§ Exercise prompt: Line filter on the word "statistics": copy each matching line from the entries.

........

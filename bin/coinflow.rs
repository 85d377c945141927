use std::process::ExitCode;
use std::sync::Arc;

use anyhow::Context;
use chrono::NaiveDate;
use clap::{Parser, Subcommand};
use jemallocator::Jemalloc;
use log::{error, info, LevelFilter};
use serde::Serialize;
use simple_logger::SimpleLogger;
use tokio_util::sync::CancellationToken;

#[global_allocator]
static GLOBAL: Jemalloc = Jemalloc;

use coinflow::{
    CoinGeckoClient, CronScheduler, Database, Ingestor, LogAlerter, RunMode, RunOutcome, Settings,
};

#[derive(Parser)]
#[command(name = "coinflow")]
#[command(about = "Crypto market data ingestion into PostgreSQL", version)]
struct Cli {
    /// Log at debug level
    #[arg(short, long, global = true)]
    verbose: bool,

    #[command(subcommand)]
    command: Commands,
}

#[derive(Subcommand)]
enum Commands {
    /// Collect one page of top coins, then print statistics and the top 5
    Collect {
        /// Number of coins to collect (default: ingest.top_limit)
        #[arg(short, long)]
        limit: Option<u32>,
    },

    /// Backfill history for the top coins
    Backfill {
        /// Trailing window in days (default: ingest.backfill_days)
        #[arg(short, long)]
        days: Option<u32>,

        /// Number of coins to backfill (default: ingest.backfill_coins)
        #[arg(short, long)]
        coins: Option<u32>,
    },

    /// Collect and prune on a schedule until interrupted
    Daemon,

    /// Delete snapshots older than the retention horizon
    Prune {
        /// Days to keep (default: retention.days_to_keep)
        #[arg(short, long)]
        days: Option<u32>,
    },

    /// Most recent snapshots across all coins
    Latest {
        #[arg(short, long, default_value_t = 10)]
        limit: u32,
    },

    /// Snapshot history for one coin
    History {
        coin_id: String,

        #[arg(short, long, default_value_t = 30)]
        days: u32,

        /// Resample into daily OHLCV bars with moving averages
        #[arg(long)]
        daily: bool,
    },

    /// Coins ranked by market cap, latest or on a given UTC date
    Top {
        #[arg(short, long, default_value_t = 10)]
        limit: u32,

        /// Calendar date, YYYY-MM-DD
        #[arg(long)]
        date: Option<NaiveDate>,
    },

    /// Coins whose 24h price change magnitude meets a threshold
    Movers {
        /// Minimum absolute 24h change, in percent
        #[arg(short, long, default_value_t = 5.0)]
        min_change: f64,
    },

    /// Table-wide statistics
    Stats,

    /// Fetch the provider's detail record for one coin
    Coin { coin_id: String },
}

#[tokio::main()]
async fn main() -> anyhow::Result<ExitCode> {
    let cli = Cli::parse();

    SimpleLogger::new()
        .with_level(if cli.verbose {
            LevelFilter::Debug
        } else {
            LevelFilter::Info
        })
        .init()
        .context("Failed to initialize logger")?;

    // Load configuration
    let settings = Arc::new(
        Settings::new().context("Failed to load configuration. Please ensure it is valid")?,
    );

    if let Commands::Coin { coin_id } = &cli.command {
        print_coin(&settings, coin_id).await?;
        return Ok(ExitCode::SUCCESS);
    }

    let db = Arc::new(
        Database::new(settings.postgres.clone())
            .await
            .context("Failed to initialize database connection")?,
    );

    let cancellation_token = CancellationToken::new();

    match cli.command {
        Commands::Collect { limit } => {
            let limit = limit.unwrap_or(settings.ingest.top_limit);
            let ingestor = build_ingestor(&settings, &db)?;
            spawn_signal_handler(cancellation_token.clone());

            let outcome = ingestor
                .run(RunMode::Realtime { limit }, &cancellation_token)
                .await;

            if matches!(outcome, RunOutcome::Completed(_)) {
                print_collection_report(&db).await?;
            }
            return Ok(ExitCode::from(outcome.exit_code()));
        },
        Commands::Backfill { days, coins } => {
            let mode = RunMode::Historical {
                days: days.unwrap_or(settings.ingest.backfill_days),
                coins: coins.unwrap_or(settings.ingest.backfill_coins),
            };
            let ingestor = build_ingestor(&settings, &db)?;
            spawn_signal_handler(cancellation_token.clone());

            let outcome = ingestor.run(mode, &cancellation_token).await;
            if let Some(summary) = outcome.summary() {
                for (coin, result) in &summary.outcomes {
                    println!("{:<24} {}", coin, result);
                }
                println!("{}", summary);
            }
            return Ok(ExitCode::from(outcome.exit_code()));
        },
        Commands::Daemon => run_daemon(settings, db, cancellation_token).await?,
        Commands::Prune { days } => {
            let days = days.unwrap_or(settings.retention.days_to_keep);
            let deleted = db.postgres.prune(days).await?;
            println!("Deleted {} snapshots older than {} days", deleted, days);
        },
        Commands::Latest { limit } => print_json_lines(&db.postgres.latest(limit).await?)?,
        Commands::History {
            coin_id,
            days,
            daily,
        } => {
            if daily {
                print_json_lines(&db.postgres.history_daily(&coin_id, days).await?)?;
            } else {
                print_json_lines(&db.postgres.history(&coin_id, days).await?)?;
            }
        },
        Commands::Top { limit, date } => {
            print_json_lines(&db.postgres.top_by_market_cap(limit, date).await?)?
        },
        Commands::Movers { min_change } => {
            print_json_lines(&db.postgres.price_movers(min_change).await?)?
        },
        Commands::Stats => {
            let stats = db.postgres.statistics().await?;
            println!("{}", serde_json::to_string_pretty(&stats)?);
        },
        // Served above without a database connection
        Commands::Coin { .. } => {},
    }

    Ok(ExitCode::SUCCESS)
}

fn build_ingestor(settings: &Settings, db: &Arc<Database>) -> anyhow::Result<Ingestor> {
    let provider =
        CoinGeckoClient::new(&settings.provider).context("Failed to create market data client")?;

    Ok(Ingestor::new(
        Arc::new(provider),
        db.clone(),
        Arc::new(LogAlerter::new(&settings.alert)),
        settings.ingest.clone(),
        settings.provider.vs_currency.clone(),
    ))
}

async fn run_daemon(
    settings: Arc<Settings>,
    db: Arc<Database>,
    cancellation_token: CancellationToken,
) -> anyhow::Result<()> {
    let ingestor = Arc::new(build_ingestor(&settings, &db)?);

    let cron_scheduler = CronScheduler::new(
        db.clone(),
        ingestor,
        settings.schedule.clone(),
        settings.retention.clone(),
        settings.ingest.top_limit,
    );

    let cron_token = cancellation_token.child_token();
    let cron_handle = tokio::spawn(async move {
        if let Err(e) = cron_scheduler.run(cron_token).await {
            error!("Cron scheduler failed: {:#}", e);
        }
    });

    info!("Daemon running. Press Ctrl+C to stop.");
    wait_for_shutdown().await?;

    info!("Finishing all tasks...");
    cancellation_token.cancel();

    // Wait for cron scheduler to stop
    let _ = cron_handle.await;

    info!("Daemon stopped");
    Ok(())
}

/// Cancels `token` on Ctrl+C or SIGTERM so a run stops between coins
fn spawn_signal_handler(token: CancellationToken) {
    tokio::spawn(async move {
        match wait_for_shutdown().await {
            Ok(()) => token.cancel(),
            Err(e) => error!("Signal handler failed: {:#}", e),
        }
    });
}

async fn wait_for_shutdown() -> anyhow::Result<()> {
    #[cfg(unix)]
    {
        use tokio::signal::unix::{signal, SignalKind};
        let mut sigterm_stream =
            signal(SignalKind::terminate()).context("Failed to install SIGTERM handler")?;

        tokio::select! {
            _ = tokio::signal::ctrl_c() => {
                info!("Received shutdown signal (Ctrl+C), exiting gracefully...");
            },
            _ = sigterm_stream.recv() => {
                info!("Received SIGTERM, exiting gracefully...");
            },
        };
    }

    #[cfg(not(unix))]
    {
        tokio::signal::ctrl_c()
            .await
            .context("Failed to listen for Ctrl+C")?;
        info!("Received shutdown signal (Ctrl+C), exiting gracefully...");
    }

    Ok(())
}

async fn print_coin(settings: &Settings, coin_id: &str) -> anyhow::Result<()> {
    let provider =
        CoinGeckoClient::new(&settings.provider).context("Failed to create market data client")?;
    let record = provider
        .fetch_coin(coin_id)
        .await
        .with_context(|| format!("Failed to fetch coin '{}'", coin_id))?;
    println!("{}", serde_json::to_string_pretty(&record)?);
    Ok(())
}

async fn print_collection_report(db: &Database) -> anyhow::Result<()> {
    let stats = db.postgres.statistics().await?;
    println!("Total rows:       {}", stats.total_rows);
    println!("Distinct coins:   {}", stats.distinct_coins);
    if let (Some(first), Some(last)) = (stats.first_collected_at, stats.last_collected_at) {
        println!("First collection: {}", first.format("%Y-%m-%d %H:%M:%S"));
        println!("Last collection:  {}", last.format("%Y-%m-%d %H:%M:%S"));
    }

    println!();
    println!("Top 5 by market cap:");
    for row in db.postgres.top_by_market_cap(5, None).await? {
        println!(
            "  {:>3}. {:<6} | ${:>14.2} | Cap: ${:>18.0}",
            row.market_cap_rank
                .map(|r| r.to_string())
                .unwrap_or_else(|| "-".into()),
            row.symbol,
            row.current_price.unwrap_or(f64::NAN),
            row.market_cap.unwrap_or(f64::NAN),
        );
    }
    Ok(())
}

fn print_json_lines<T: Serialize>(rows: &[T]) -> anyhow::Result<()> {
    for row in rows {
        println!("{}", serde_json::to_string(row)?);
    }
    Ok(())
}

........

§ The answer:
    /// Collect one page of top coins, then print statistics and the top 5
    /// Table-wide statistics
            let stats = db.postgres.statistics().await?;
    let stats = db.postgres.statistics().await?;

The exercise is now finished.